Непроизвольно погладив ладонью кованый эфес шпаги, он двинулся вперёд.

На толстом чёрном брёвне – по правую сторону от костра – сидел, невозмутимо покуривая короткую тёмно-коричневую трубку, пожилой индеец. Широкоплечий, носатый, морщинистый и краснолицый, с абсолютно седыми длинными волосами, туго перехваченными красным матерчатым ремешком. Одет же абориген был совершенно обыденно и непритязательно. Именно так – по представлениям Алекса – и должны были одеваться южно-американские туземцы: широкий длиннополый плащ, умело сшитый из светло-кремовых, искусно-выделанных шкур неизвестного животного, из-под которого высовывались грязные босые ступни ног.

На появление незнакомого бледнолицего человека старик никак не отреагировал – всё также сидел на чёрном толстом бревне и, с удовольствием выпуская изо рта клубы ароматного табачного дыма, непроницаемо вглядывался в тёмно-синие воды Магелланова пролива.

Слева от костра стояла, небрежно опираясь на кривую палку-посох, женщина неопределённого возраста – черноволосая, очень худая, облачённая в мешковатый тёмно-рыжий балахон до колен. Вернее, в две звериные шкуры – мехом наружу – наспех скреплённые между собой кусками толстых сухожилий. Она, в отличие от мужчины, насторожённо повернула голову в сторону, откуда пришёл Алекс. Только это было напрасно – глаза женщины были закрыты двумя чёрными кругами-дисками, вырезанными, скорее всего, из выдубленной лошадиной шкуры.

«Наверное, она слепая», – решил Алекс и засомневался: – «Я, конечно же, теоретически владею всеми языками земного Мира. Но, спрашивается, на каком из них надо говорить в данном конкретном случае?».

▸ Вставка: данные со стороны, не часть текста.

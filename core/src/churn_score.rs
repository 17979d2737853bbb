//! Churn scoring: multi-factor customer retention heuristic.
//!
//! This module:
//!   1. Computes a 0–100 churn score from five weighted signals
//!      (order recency, spend tier, support load, deal engagement,
//!      activity recency / volume) plus a small jitter term
//!   2. Derives the human-readable risk factors shown next to a score
//!   3. Buckets scores into low / medium / high risk levels
//!
//! Both entry points are total: empty related-record lists and a missing
//! last order date have defined contributions, nothing returns an error.
//! All randomness flows through the caller's ScoringRng.

use crate::{
    config::{CrmConfig, FactorConfig, RiskThresholds, ScoringConfig},
    entity::{days_between, days_since_date, ActivityLog, Customer, CustomerStatus, Deal, DealStage, Ticket, TicketPriority, TicketStatus},
    rng::ScoringRng,
    types::{EntityId, EntityRef, Score},
};
use chrono::{DateTime, Utc};
use serde::{Deserialize, Serialize};

// ── Public types ─────────────────────────────────────────────────────────────

#[derive(Debug, Clone, Serialize, Deserialize, PartialEq)]
#[serde(rename_all = "camelCase")]
pub struct ChurnScore {
    pub customer_id:        EntityId,
    pub score:              Score,
    /// Unclamped sum of baseline, components and jitter.
    pub raw:                f64,
    // Components (positive = more risk)
    pub baseline:           f64,
    pub recency_component:  f64,
    pub spend_component:    f64,
    pub support_component:  f64,
    pub deal_component:     f64,
    pub activity_component: f64,
    pub jitter:             f64,
}

/// Everything known about one customer that feeds its score.
#[derive(Debug, Clone, Copy)]
pub struct CustomerSignals<'a> {
    pub customer:   &'a Customer,
    pub deals:      &'a [Deal],
    pub tickets:    &'a [Ticket],
    pub activities: &'a [ActivityLog],
}

#[derive(Debug, Clone, Copy, Serialize, Deserialize, PartialEq, Eq, PartialOrd, Ord)]
#[serde(rename_all = "snake_case")]
pub enum RiskLevel {
    Low,
    Medium,
    High,
}

impl RiskLevel {
    pub fn from_score(score: Score, thresholds: &RiskThresholds) -> Self {
        if score >= thresholds.high {
            Self::High
        } else if score >= thresholds.medium {
            Self::Medium
        } else {
            Self::Low
        }
    }

    pub fn label(&self) -> &'static str {
        match self {
            Self::Low    => "Low Risk",
            Self::Medium => "Medium Risk",
            Self::High   => "High Risk",
        }
    }
}

// ── Engine ───────────────────────────────────────────────────────────────────

pub struct ScoreEngine<'c> {
    scoring: &'c ScoringConfig,
    factors: &'c FactorConfig,
}

impl<'c> ScoreEngine<'c> {
    pub fn new(config: &'c CrmConfig) -> Self {
        Self {
            scoring: &config.scoring,
            factors: &config.factors,
        }
    }

    pub fn churn_score(
        &self,
        signals: &CustomerSignals<'_>,
        now: DateTime<Utc>,
        rng: &mut ScoringRng,
    ) -> ChurnScore {
        let customer = signals.customer;

        let recency_component  = self.recency_component(customer, now);
        let spend_component    = self.spend_component(customer);
        let support_component  = self.support_component(signals.tickets);
        let deal_component     = self.deal_component(signals.deals);
        let activity_component = self.activity_component(customer.id, signals.activities, now);

        let jitter = if self.scoring.deterministic || self.scoring.jitter <= 0.0 {
            0.0
        } else {
            rng.uniform(-self.scoring.jitter, self.scoring.jitter)
        };

        let raw = self.scoring.baseline
            + recency_component
            + spend_component
            + support_component
            + deal_component
            + activity_component
            + jitter;

        let score = raw.clamp(0.0, 100.0).round() as Score;

        log::trace!(
            "churn score customer={} score={score} raw={raw:.2} (recency={recency_component:.1} spend={spend_component:.1} support={support_component:.1} deals={deal_component:.1} activity={activity_component:.1} jitter={jitter:.2})",
            customer.id,
        );

        ChurnScore {
            customer_id: customer.id,
            score,
            raw,
            baseline: self.scoring.baseline,
            recency_component,
            spend_component,
            support_component,
            deal_component,
            activity_component,
            jitter,
        }
    }

    fn recency_component(&self, customer: &Customer, now: DateTime<Utc>) -> f64 {
        let w = &self.scoring.recency;
        let Some(last_order) = customer.last_order_date else {
            return w.no_order_penalty;
        };

        let days = days_since_date(last_order, now);
        if days < w.recent_days {
            -w.recent_credit
        } else if days <= w.warm_days {
            -w.warm_credit
        } else if days > w.dormant_days {
            ((days - w.dormant_days) / w.dormant_divisor).min(w.dormant_cap)
        } else {
            0.0
        }
    }

    fn spend_component(&self, customer: &Customer) -> f64 {
        let w = &self.scoring.spend;
        if customer.total_spent > w.high_value_threshold {
            -w.high_value_credit
        } else if customer.total_spent < w.low_value_threshold {
            w.low_value_penalty
        } else {
            0.0
        }
    }

    fn support_component(&self, tickets: &[Ticket]) -> f64 {
        let w = &self.scoring.support;

        let open = tickets.iter().filter(|t| t.status.is_unresolved()).count();
        let load = if open > w.heavy_open_threshold {
            w.heavy_open_penalty
        } else if open >= 1 {
            w.light_open_penalty
        } else {
            0.0
        };

        let high_priority = tickets
            .iter()
            .filter(|t| t.priority == TicketPriority::High && t.status != TicketStatus::Closed)
            .count();

        load + high_priority as f64 * w.high_priority_penalty
    }

    fn deal_component(&self, deals: &[Deal]) -> f64 {
        let w = &self.scoring.deals;
        let active = deals.iter().filter(|d| d.stage.is_active()).count();
        -(active as f64 * w.per_active_deal_credit).min(w.credit_cap)
    }

    fn activity_component(
        &self,
        customer_id: EntityId,
        activities: &[ActivityLog],
        now: DateTime<Utc>,
    ) -> f64 {
        let w = &self.scoring.activity;
        let target = EntityRef::customer(customer_id);

        let mut count = 0usize;
        let mut latest: Option<DateTime<Utc>> = None;
        for a in activities.iter().filter(|a| a.related_to == target) {
            count += 1;
            latest = Some(latest.map_or(a.created_at, |l| l.max(a.created_at)));
        }

        let Some(latest) = latest else {
            return w.no_activity_penalty;
        };

        let mut component = -(count.min(w.volume_cap) as f64 * w.per_activity_credit);

        let days = days_between(latest, now);
        if days < w.fresh_days {
            component -= w.fresh_credit;
        } else if days > w.stale_days {
            component += (days / w.stale_divisor).min(w.stale_cap);
        }
        component
    }

    /// Human-readable risk explanations in check order. Never empty.
    pub fn churn_factors(
        &self,
        customer: &Customer,
        deals: &[Deal],
        tickets: &[Ticket],
        now: DateTime<Utc>,
        rng: &mut ScoringRng,
    ) -> Vec<String> {
        let f = self.factors;
        let mut factors = Vec::new();

        let order_age = customer.last_order_date.map(|d| days_since_date(d, now));
        match order_age {
            None => factors.push("No purchase history".to_string()),
            Some(days) if days > f.long_inactive_days => {
                factors.push("Inactive for 6+ months".to_string())
            }
            Some(days) if days > f.inactive_days => {
                factors.push("No orders in past 3 months".to_string())
            }
            Some(_) => {}
        }

        let open_tickets = tickets.iter().filter(|t| t.status.is_unresolved()).count();
        let critical_open = tickets
            .iter()
            .any(|t| t.priority == TicketPriority::High && t.status.is_unresolved());
        if critical_open {
            factors.push("Unresolved critical issues".to_string());
        } else if open_tickets > 1 {
            factors.push("Multiple unresolved support requests".to_string());
        }

        let lost_deals = deals.iter().filter(|d| d.stage == DealStage::Lost).count();
        if lost_deals > 1 {
            factors.push(format!("Recent deal losses ({lost_deals})"));
        }

        let active_deals = deals.iter().filter(|d| d.stage.is_active()).count();
        if active_deals == 0 && customer.total_spent > f.no_deals_high_spend {
            factors.push("No active opportunities despite high spend".to_string());
        }

        if customer.total_spent < f.low_value_threshold && customer.status == CustomerStatus::Inactive {
            factors.push("Low value & inactive account".to_string());
        }

        if tickets.len() > f.many_tickets_threshold && open_tickets >= 1 {
            factors.push("Multiple support interactions".to_string());
        }

        let stale_order = order_age.is_some_and(|days| days > f.competitor_order_age_days);
        if lost_deals >= 1 && stale_order {
            factors.push("Possible competitor engagement".to_string());
        }

        if factors.is_empty() {
            factors.push(self.neutral_factor(rng));
        }
        factors
    }

    fn neutral_factor(&self, rng: &mut ScoringRng) -> String {
        let phrases = &self.factors.neutral_phrases;
        let picked = if self.scoring.deterministic {
            phrases.first()
        } else {
            rng.pick(phrases)
        };
        picked
            .cloned()
            .unwrap_or_else(|| "Stable account health".to_string())
    }

    /// True for the filler phrases that carry no churn signal.
    pub fn is_neutral(&self, factor: &str) -> bool {
        self.factors.neutral_phrases.iter().any(|p| p == factor)
    }
}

– Мир вашему дому! – произнёс он по-патагонски и, не дождавшись ответа, повторил эту же фразу – поочерёдно – на языках арауканов, техуэльче и чайхи[6]. После этого Алекс потерянно замолчал, пытаюсь угадать национальную принадлежность своих молчаливых собеседников.

Через минуту старик ожил и, плавно повернув голову, внимательно посмотрел пришельцу в глаза.

«Какое у него грустное лицо!», – подумал Алекс. – «Это, наверное, из-за опущенных вниз уголков тонких губ. Прямо, как у итальянской тряпичной куклы Пьеро…».

– Приветствую тебя, храбрый и решительный командор Кабрал! – торжественно произнёс туземец на очень чистом и правильном испанском языке. – Извини, что долго не отвечал, хотя достаточно хорошо владею всеми наречиями, на которых говорил ты. Просто, согласись, что твоя приветственная фраза была бесконечно наивна и глупа… «Мир вашему дому?». Какому, скажи, дому? – старик красноречиво махнул рукой в сторону серо-чёрных развалин. – Нет больше у Борха и Айники дома…

– Извини, уважаемый Борх, я ничего не знал о твоём горе, – коротко поклонился Алекс. – Как и когда это произошло?

– Обычно. Пятьдесят Больших Солнц тому назад сюда приплыли упрямые испанцы. Основали крепкий город и нарекли его – «Сан-Филипп». Арауканы поселились рядом с испанцами. Арауканы – мирные индейцы, никому не желающие зла. Вместе с испанцами мы разводили коров, лошадей, овец и коз, выращивали пшеницу, горох, бобы, картофель и томаты… Половину Большого Солнца назад с севера пожаловали подлые техуэльче, многие тысячи. Схватка была изначально неравной. Все горожане погибли. Только Борх и Айника остались в живых. Она – моя единственная дочь, потерявшая глаза во время страшного пожара. Видимо, так было угодно жестокосердным Богам…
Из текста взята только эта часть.